__Data for the task__:
□ □ □ □

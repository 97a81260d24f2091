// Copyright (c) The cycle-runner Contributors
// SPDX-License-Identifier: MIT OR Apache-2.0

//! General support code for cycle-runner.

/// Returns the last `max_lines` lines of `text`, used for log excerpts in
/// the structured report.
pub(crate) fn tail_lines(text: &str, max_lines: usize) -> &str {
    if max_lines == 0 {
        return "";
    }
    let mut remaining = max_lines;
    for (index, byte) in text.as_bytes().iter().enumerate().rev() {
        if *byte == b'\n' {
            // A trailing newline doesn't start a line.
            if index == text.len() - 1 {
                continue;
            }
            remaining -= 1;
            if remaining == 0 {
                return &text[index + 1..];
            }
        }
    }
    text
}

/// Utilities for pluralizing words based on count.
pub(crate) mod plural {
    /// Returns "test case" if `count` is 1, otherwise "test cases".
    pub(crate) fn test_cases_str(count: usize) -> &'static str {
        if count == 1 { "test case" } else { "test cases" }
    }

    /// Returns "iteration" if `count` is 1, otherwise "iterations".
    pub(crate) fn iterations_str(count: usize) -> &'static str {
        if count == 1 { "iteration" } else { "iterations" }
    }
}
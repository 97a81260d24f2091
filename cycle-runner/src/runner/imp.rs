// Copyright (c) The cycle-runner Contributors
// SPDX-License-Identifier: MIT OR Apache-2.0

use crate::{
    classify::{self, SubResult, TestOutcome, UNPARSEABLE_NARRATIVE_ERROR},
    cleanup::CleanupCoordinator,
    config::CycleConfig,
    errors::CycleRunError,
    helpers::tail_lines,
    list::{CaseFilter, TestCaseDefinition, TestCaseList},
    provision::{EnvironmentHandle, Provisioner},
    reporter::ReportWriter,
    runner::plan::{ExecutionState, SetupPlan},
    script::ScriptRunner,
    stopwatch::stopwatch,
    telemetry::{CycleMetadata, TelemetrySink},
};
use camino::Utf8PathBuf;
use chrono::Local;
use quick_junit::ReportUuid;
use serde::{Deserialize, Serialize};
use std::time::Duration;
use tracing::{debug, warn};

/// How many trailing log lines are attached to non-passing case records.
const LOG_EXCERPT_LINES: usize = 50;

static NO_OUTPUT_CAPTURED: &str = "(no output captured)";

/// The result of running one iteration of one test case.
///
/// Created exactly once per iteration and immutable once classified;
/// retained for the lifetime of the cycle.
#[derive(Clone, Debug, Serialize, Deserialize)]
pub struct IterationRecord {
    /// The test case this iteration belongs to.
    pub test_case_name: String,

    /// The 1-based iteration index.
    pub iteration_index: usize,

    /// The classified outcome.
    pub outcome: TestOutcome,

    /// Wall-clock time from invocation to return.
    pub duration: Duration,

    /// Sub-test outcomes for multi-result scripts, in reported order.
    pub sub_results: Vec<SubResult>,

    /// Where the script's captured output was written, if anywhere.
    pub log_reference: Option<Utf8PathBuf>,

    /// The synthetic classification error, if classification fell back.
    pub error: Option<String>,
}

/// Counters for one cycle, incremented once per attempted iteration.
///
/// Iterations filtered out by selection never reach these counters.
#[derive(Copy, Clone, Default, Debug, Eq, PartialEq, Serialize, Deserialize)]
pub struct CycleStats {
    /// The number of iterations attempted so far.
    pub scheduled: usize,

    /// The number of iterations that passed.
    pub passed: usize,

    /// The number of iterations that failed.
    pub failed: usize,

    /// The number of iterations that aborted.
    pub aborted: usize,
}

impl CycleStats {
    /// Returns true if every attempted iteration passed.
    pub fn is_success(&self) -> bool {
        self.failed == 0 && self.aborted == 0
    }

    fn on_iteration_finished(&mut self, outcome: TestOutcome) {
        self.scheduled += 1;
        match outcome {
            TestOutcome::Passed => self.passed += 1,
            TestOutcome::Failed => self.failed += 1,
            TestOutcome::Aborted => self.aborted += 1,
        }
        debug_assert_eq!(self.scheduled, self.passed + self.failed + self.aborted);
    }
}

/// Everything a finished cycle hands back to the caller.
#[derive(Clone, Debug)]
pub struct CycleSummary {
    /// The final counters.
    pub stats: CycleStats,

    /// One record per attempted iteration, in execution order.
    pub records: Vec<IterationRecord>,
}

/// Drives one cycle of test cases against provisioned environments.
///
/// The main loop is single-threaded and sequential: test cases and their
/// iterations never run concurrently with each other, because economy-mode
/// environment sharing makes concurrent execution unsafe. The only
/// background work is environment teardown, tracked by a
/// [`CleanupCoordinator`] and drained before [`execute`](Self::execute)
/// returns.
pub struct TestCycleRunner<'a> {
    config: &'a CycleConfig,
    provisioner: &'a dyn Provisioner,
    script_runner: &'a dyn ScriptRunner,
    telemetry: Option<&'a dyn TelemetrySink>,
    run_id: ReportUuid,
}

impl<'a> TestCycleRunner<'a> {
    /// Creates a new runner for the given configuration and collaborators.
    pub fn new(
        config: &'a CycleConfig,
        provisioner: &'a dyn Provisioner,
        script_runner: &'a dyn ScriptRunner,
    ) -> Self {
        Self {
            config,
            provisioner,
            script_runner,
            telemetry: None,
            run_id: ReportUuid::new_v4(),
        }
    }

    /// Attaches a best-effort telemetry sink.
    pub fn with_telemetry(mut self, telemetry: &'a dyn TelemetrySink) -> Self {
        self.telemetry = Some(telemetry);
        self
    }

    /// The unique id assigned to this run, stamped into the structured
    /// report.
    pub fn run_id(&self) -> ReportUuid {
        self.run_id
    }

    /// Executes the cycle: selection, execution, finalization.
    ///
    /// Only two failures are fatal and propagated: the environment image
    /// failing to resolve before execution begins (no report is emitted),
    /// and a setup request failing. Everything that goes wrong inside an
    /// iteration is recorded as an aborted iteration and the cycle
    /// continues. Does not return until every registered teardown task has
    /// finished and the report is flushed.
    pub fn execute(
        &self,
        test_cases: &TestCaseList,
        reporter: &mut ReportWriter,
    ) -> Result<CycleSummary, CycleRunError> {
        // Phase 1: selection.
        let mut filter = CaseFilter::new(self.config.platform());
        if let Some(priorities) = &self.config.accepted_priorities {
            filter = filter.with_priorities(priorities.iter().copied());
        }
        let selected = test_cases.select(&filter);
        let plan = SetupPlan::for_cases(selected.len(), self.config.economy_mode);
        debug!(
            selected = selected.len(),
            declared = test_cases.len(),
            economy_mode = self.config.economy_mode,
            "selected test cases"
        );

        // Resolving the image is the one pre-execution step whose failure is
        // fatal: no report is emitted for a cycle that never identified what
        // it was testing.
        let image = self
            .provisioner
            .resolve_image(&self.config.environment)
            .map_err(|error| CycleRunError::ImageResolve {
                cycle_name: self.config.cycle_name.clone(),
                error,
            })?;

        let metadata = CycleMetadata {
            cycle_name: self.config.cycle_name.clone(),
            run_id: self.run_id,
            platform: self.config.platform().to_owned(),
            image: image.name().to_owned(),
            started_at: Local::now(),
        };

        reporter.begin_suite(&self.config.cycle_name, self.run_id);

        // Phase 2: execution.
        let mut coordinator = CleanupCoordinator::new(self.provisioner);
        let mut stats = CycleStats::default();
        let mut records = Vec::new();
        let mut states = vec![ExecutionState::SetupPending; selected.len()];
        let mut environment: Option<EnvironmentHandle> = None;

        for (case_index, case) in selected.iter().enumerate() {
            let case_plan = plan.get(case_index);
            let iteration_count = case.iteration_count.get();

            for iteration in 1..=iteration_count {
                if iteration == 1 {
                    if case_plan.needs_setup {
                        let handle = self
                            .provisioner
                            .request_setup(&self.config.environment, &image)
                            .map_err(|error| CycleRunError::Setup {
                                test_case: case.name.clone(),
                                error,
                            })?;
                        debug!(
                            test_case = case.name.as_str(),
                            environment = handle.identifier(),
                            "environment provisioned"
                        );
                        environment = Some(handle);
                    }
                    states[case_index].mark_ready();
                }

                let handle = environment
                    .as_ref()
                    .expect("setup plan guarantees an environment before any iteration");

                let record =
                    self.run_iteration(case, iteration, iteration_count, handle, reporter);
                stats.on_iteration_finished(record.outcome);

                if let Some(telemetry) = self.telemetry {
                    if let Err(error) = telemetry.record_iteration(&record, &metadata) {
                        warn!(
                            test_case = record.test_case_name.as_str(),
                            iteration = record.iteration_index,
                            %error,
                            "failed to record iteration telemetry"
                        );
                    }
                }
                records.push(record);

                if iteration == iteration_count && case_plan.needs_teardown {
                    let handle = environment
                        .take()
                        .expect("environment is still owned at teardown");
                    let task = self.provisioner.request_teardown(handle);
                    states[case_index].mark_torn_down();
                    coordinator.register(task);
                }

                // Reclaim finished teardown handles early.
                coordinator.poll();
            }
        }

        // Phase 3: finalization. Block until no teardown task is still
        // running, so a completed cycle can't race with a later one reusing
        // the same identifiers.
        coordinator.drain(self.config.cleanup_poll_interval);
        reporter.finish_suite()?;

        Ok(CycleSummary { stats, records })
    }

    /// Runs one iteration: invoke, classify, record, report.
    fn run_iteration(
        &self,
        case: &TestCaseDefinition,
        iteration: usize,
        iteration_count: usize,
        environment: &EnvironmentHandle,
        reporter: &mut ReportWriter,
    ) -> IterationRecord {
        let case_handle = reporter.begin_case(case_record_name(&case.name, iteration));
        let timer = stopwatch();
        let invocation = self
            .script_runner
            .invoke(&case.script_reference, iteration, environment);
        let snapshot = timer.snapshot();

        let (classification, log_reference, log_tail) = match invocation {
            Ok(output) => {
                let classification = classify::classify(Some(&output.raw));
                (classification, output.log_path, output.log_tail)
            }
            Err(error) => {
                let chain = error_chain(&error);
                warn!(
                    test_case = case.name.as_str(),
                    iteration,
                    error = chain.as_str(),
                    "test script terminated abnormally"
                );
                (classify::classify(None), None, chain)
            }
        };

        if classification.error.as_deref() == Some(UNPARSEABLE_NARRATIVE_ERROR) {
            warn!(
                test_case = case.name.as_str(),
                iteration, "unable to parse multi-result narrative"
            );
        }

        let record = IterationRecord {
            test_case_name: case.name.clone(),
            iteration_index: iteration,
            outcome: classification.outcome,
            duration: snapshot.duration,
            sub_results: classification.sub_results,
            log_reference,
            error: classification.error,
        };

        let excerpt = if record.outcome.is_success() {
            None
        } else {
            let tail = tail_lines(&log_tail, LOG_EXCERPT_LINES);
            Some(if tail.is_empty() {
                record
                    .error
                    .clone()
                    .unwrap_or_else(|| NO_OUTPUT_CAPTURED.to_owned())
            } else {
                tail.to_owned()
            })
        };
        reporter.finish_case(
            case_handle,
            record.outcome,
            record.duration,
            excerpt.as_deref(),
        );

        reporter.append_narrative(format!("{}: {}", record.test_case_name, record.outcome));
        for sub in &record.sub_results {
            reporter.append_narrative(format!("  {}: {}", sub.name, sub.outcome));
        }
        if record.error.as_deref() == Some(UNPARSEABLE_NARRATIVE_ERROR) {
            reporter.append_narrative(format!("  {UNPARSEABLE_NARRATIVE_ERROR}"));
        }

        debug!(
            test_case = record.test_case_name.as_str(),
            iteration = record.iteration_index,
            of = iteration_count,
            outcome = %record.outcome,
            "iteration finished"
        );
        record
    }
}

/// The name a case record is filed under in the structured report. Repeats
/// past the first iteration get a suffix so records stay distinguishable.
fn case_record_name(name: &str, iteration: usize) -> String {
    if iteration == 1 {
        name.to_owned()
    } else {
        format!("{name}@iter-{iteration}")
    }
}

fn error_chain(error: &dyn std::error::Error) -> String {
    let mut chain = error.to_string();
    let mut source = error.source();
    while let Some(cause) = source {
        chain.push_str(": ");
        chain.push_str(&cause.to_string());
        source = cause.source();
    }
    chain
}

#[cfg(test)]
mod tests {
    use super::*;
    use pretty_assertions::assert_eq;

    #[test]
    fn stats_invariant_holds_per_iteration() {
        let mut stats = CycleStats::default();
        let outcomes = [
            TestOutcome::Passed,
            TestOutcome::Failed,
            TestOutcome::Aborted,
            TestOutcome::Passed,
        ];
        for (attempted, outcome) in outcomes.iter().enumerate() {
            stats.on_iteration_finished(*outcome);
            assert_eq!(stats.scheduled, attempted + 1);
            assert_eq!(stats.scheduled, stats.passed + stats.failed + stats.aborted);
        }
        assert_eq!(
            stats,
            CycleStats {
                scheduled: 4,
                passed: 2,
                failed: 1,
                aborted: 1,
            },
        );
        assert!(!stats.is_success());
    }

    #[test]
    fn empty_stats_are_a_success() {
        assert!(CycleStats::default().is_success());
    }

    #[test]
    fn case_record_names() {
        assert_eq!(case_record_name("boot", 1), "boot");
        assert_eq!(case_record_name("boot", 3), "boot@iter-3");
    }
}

□ □ □ □

__Problem to work on__: Select every line in the records above that contains the word "timer".

__Response to this task__:
        let timer = stopwatch();
        let snapshot = timer.snapshot();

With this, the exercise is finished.